Assignment:
From the top of the records below, return each line exactly, ending with the line that contains "into a notification.".

Given records:
use crate::application::dto::{
    CategoryListOutput, CategoryOutput, CreateCategoryCommand, CreateCategoryOutput,
    UpdateCategoryCommand, UpdateCategoryOutput,
};
use crate::application::gateways::CategoryGateway;
use crate::domain::{
    AggregateRoot, Category, CategoryId, DomainError, DomainResult, Entity, Notification,
    Pagination, SearchQuery,
};
use tracing::{debug, info, warn};

/// Use case for creating a category.
///
/// Unlike the other aggregates, failures come back as the `Err` side of the
/// result: validation errors, and gateway errors folded into a notification.
pub struct CreateCategory<'a, G: CategoryGateway> {
    gateway: &'a mut G,
}

impl<'a, G: CategoryGateway> CreateCategory<'a, G> {
    pub fn new(gateway: &'a mut G) -> Self {
        Self { gateway }
    }

    pub fn execute(
        &mut self,
        command: CreateCategoryCommand,
    ) -> Result<CreateCategoryOutput, Notification> {
        let category =
            Category::new_category(command.name, command.description, command.is_active);

        let mut notification = Notification::new();
        category.validate(&mut notification);
        if notification.has_error() {
            debug!("Rejected category: {}", notification);
            return Err(notification);
        }

        match self.gateway.create(category) {
            Ok(created) => {
                info!(category_id = %created.id(), "Category created");
                Ok(CreateCategoryOutput::from(&created))
            }
            Err(error) => {
                warn!("Failed to create category: {}", error);
                Err(Notification::from(error))
            }
        }
    }
}

/// Use case for updating a category.
///
/// A missing category is raised as [`DomainError::NotFound`]; everything else
/// follows the same contract as [`CreateCategory`].
pub struct UpdateCategory<'a, G: CategoryGateway> {
    gateway: &'a mut G,
}

impl<'a, G: CategoryGateway> UpdateCategory<'a, G> {
    pub fn new(gateway: &'a mut G) -> Self {
        Self { gateway }
    }

    pub fn execute(
        &mut self,
        command: UpdateCategoryCommand,
    ) -> DomainResult<Result<UpdateCategoryOutput, Notification>> {
        let id = CategoryId::from(command.id);
        let mut category = self
            .gateway
            .find_by_id(&id)?
            .ok_or_else(|| DomainError::not_found("Category", &id))?;

        category.update(command.name, command.description, command.is_active);

        let mut notification = Notification::new();
        category.validate(&mut notification);
        if notification.has_error() {
            debug!(category_id = %id, "Rejected category update: {}", notification);
            return Ok(Err(notification));
        }

        Ok(match self.gateway.update(category) {
            Ok(updated) => Ok(UpdateCategoryOutput::from(&updated)),
            Err(error) => {
                warn!(category_id = %id, "Failed to update category: {}", error);
                Err(Notification::from(error))
            }
        })
    }
}

/// Use case for deleting a category. Deleting an unknown id is a no-op.
pub struct DeleteCategory<'a, G: CategoryGateway> {
    gateway: &'a mut G,
}

impl<'a, G: CategoryGateway> DeleteCategory<'a, G> {
    pub fn new(gateway: &'a mut G) -> Self {
        Self { gateway }
    }

    pub fn execute(&mut self, id: &str) -> DomainResult<()> {
        self.gateway.delete_by_id(&CategoryId::from(id))
    }
}

pub struct GetCategoryById<'a, G: CategoryGateway> {
    gateway: &'a G,
}

impl<'a, G: CategoryGateway> GetCategoryById<'a, G> {
    pub fn new(gateway: &'a G) -> Self {
        Self { gateway }
    }

    pub fn execute(&self, id: &str) -> DomainResult<CategoryOutput> {
        let id = CategoryId::from(id);
        self.gateway
            .find_by_id(&id)?
            .map(|category| CategoryOutput::from(&category))
            .ok_or_else(|| DomainError::not_found("Category", &id))
    }
}

pub struct ListCategories<'a, G: CategoryGateway> {
    gateway: &'a G,
}

impl<'a, G: CategoryGateway> ListCategories<'a, G> {
    pub fn new(gateway: &'a G) -> Self {
        Self { gateway }
    }

    pub fn execute(&self, query: &SearchQuery) -> DomainResult<Pagination<CategoryListOutput>> {
        Ok(self
            .gateway
            .find_all(query)?
            .map(|category| CategoryListOutput::from(&category)))
    }
}

#[cfg(test)]
mod tests {
    use super::*;
    use crate::application::fakes::FakeCategoryGateway;

    fn movies() -> Category {
        Category::new_category(
            Some("Movies".to_string()),
            Some("The most watched category".to_string()),
            true,
        )
    }

    #[test]
    fn test_create_category() {
        let mut gateway = FakeCategoryGateway::default();

        let output = CreateCategory::new(&mut gateway)
            .execute(CreateCategoryCommand::with(
                Some("Movies"),
                Some("The most watched category"),
                true,
            ))
            .unwrap();

        assert_eq!(gateway.create_calls, 1);
        let stored = &gateway.categories[0];
        assert_eq!(output.id, stored.id().as_str());
        assert_eq!(stored.name(), Some("Movies"));
        assert!(stored.is_active());
        assert!(stored.deleted_at().is_none());
        assert_eq!(stored.created_at(), stored.updated_at());
    }

    #[test]
    fn test_create_inactive_category() {
        let mut gateway = FakeCategoryGateway::default();

        CreateCategory::new(&mut gateway)
            .execute(CreateCategoryCommand::with(Some("Movies"), None, false))
            .unwrap();

        let stored = &gateway.categories[0];
        assert!(!stored.is_active());
        assert!(stored.deleted_at().is_some());
    }

    #[test]
    fn test_create_with_invalid_names_does_not_call_gateway() {
        let long_name = "x".repeat(256);
        let cases = [
            (None, "'name' should not be null"),
            (Some(""), "'name' should not be empty"),
            (Some("ab"), "'name' must be between 3 and 255 characters"),
            (
                Some(long_name.as_str()),
                "'name' must be between 3 and 255 characters",
            ),
        ];

        for (name, expected) in cases {
            let mut gateway = FakeCategoryGateway::default();
            let notification = CreateCategory::new(&mut gateway)
                .execute(CreateCategoryCommand::with(name, None, true))
                .unwrap_err();

            assert_eq!(notification.errors().len(), 1);
            assert_eq!(notification.first_error().unwrap().message(), expected);
            assert_eq!(gateway.create_calls, 0);
        }
    }

    #[test]
    fn test_create_gateway_failure_is_returned_as_notification() {
        let mut gateway = FakeCategoryGateway {
            fail_with: Some(DomainError::Persistence("Gateway error".to_string())),
            ..Default::default()
        };

        let notification = CreateCategory::new(&mut gateway)
            .execute(CreateCategoryCommand::with(Some("Movies"), None, true))
            .unwrap_err();

        assert_eq!(
            notification.first_error().unwrap().message(),
            "Persistence error: Gateway error"
        );
    }

    #[test]
    fn test_update_category() {
        let category = Category::new_category(Some("Film".to_string()), None, true);
        let id = category.id().to_string();
        let created_at = category.created_at();
        let mut gateway = FakeCategoryGateway::with(vec![category]);

        let output = UpdateCategory::new(&mut gateway)
            .execute(UpdateCategoryCommand::with(
                &id,
                Some("Movies"),
                Some("Feature films"),
                false,
            ))
            .unwrap()
            .unwrap();

        assert_eq!(output.id, id);
        assert_eq!(gateway.update_calls, 1);
        let stored = &gateway.categories[0];
        assert_eq!(stored.name(), Some("Movies"));
        assert_eq!(stored.description(), Some("Feature films"));
        assert!(!stored.is_active());
        assert!(stored.deleted_at().is_some());
        assert_eq!(stored.created_at(), created_at);
    }

    #[test]
    fn test_update_with_invalid_name_returns_notification() {
        let category = movies();
        let id = category.id().to_string();
        let mut gateway = FakeCategoryGateway::with(vec![category]);

        let notification = UpdateCategory::new(&mut gateway)
            .execute(UpdateCategoryCommand::with(&id, None, None, true))
            .unwrap()
            .unwrap_err();

        assert_eq!(
            notification.first_error().unwrap().message(),
            "'name' should not be null"
        );
        assert_eq!(gateway.update_calls, 0);
    }

    #[test]
    fn test_update_missing_category_is_not_found() {
        let mut gateway = FakeCategoryGateway::default();

        let error = UpdateCategory::new(&mut gateway)
            .execute(UpdateCategoryCommand::with("123", Some("Movies"), None, true))
            .unwrap_err();

        assert_eq!(error.to_string(), "Category with ID 123 was not found");
    }

    #[test]
    fn test_delete_is_idempotent() {
        let category = movies();
        let id = category.id().to_string();
        let mut gateway = FakeCategoryGateway::with(vec![category]);

        let mut use_case = DeleteCategory::new(&mut gateway);
        use_case.execute(&id).unwrap();
        use_case.execute(&id).unwrap();
        use_case.execute("never-existed").unwrap();

        assert!(gateway.categories.is_empty());
        assert_eq!(gateway.delete_calls, 3);
    }

    #[test]
    fn test_get_category_by_id() {
        let category = movies();
        let id = category.id().to_string();
        let gateway = FakeCategoryGateway::with(vec![category.clone()]);

        let output = GetCategoryById::new(&gateway).execute(&id).unwrap();

        assert_eq!(output, CategoryOutput::from(&category));
    }

    #[test]
    fn test_get_missing_category_is_not_found() {
        let gateway = FakeCategoryGateway::default();

        let error = GetCategoryById::new(&gateway).execute("123").unwrap_err();

        assert!(matches!(error, DomainError::NotFound { .. }));
        assert_eq!(error.to_string(), "Category with ID 123 was not found");
    }

    #[test]
    fn test_list_categories_maps_page() {
        let categories = vec![
            movies(),
            Category::new_category(Some("Series".to_string()), None, true),
        ];
        let gateway = FakeCategoryGateway::with(categories.clone());
        let query = SearchQuery::new(0, 10, "", "name", "asc");

        let page = ListCategories::new(&gateway).execute(&query).unwrap();

        assert_eq!(page.total, 2);
        assert_eq!(page.current_page, 0);
        assert_eq!(page.per_page, 10);
        assert_eq!(page.items[0], CategoryListOutput::from(&categories[0]));
    }

    #[test]
    fn test_list_categories_propagates_gateway_error() {
        let gateway = FakeCategoryGateway {
            fail_with: Some(DomainError::Persistence("Gateway error".to_string())),
            ..Default::default()
        };

        let result = ListCategories::new(&gateway).execute(&SearchQuery::default());

        assert!(matches!(result, Err(DomainError::Persistence(_))));
    }
}
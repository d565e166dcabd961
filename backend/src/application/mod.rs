pub mod dto;
pub mod gateways;
pub mod services;
pub mod use_cases;

#[cfg(test)]
pub(crate) mod fakes;

pub use gateways::{
    CastMemberGateway, CategoryGateway, EventService, GenreGateway, MediaResourceGateway,
    VideoGateway,
};
pub use services::{
    EncoderResult, EncoderResultListener, ListenerCallback, ListenerError, ListenerEvent,
    ListenerResult, ListenerStats,
};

Written response:
use crate::application::dto::{
    CategoryListOutput, CategoryOutput, CreateCategoryCommand, CreateCategoryOutput,
    UpdateCategoryCommand, UpdateCategoryOutput,
};
use crate::application::gateways::CategoryGateway;
use crate::domain::{
    AggregateRoot, Category, CategoryId, DomainError, DomainResult, Entity, Notification,
    Pagination, SearchQuery,
};
use tracing::{debug, info, warn};

/// Use case for creating a category.
///
/// Unlike the other aggregates, failures come back as the `Err` side of the
/// result: validation errors, and gateway errors folded into a notification.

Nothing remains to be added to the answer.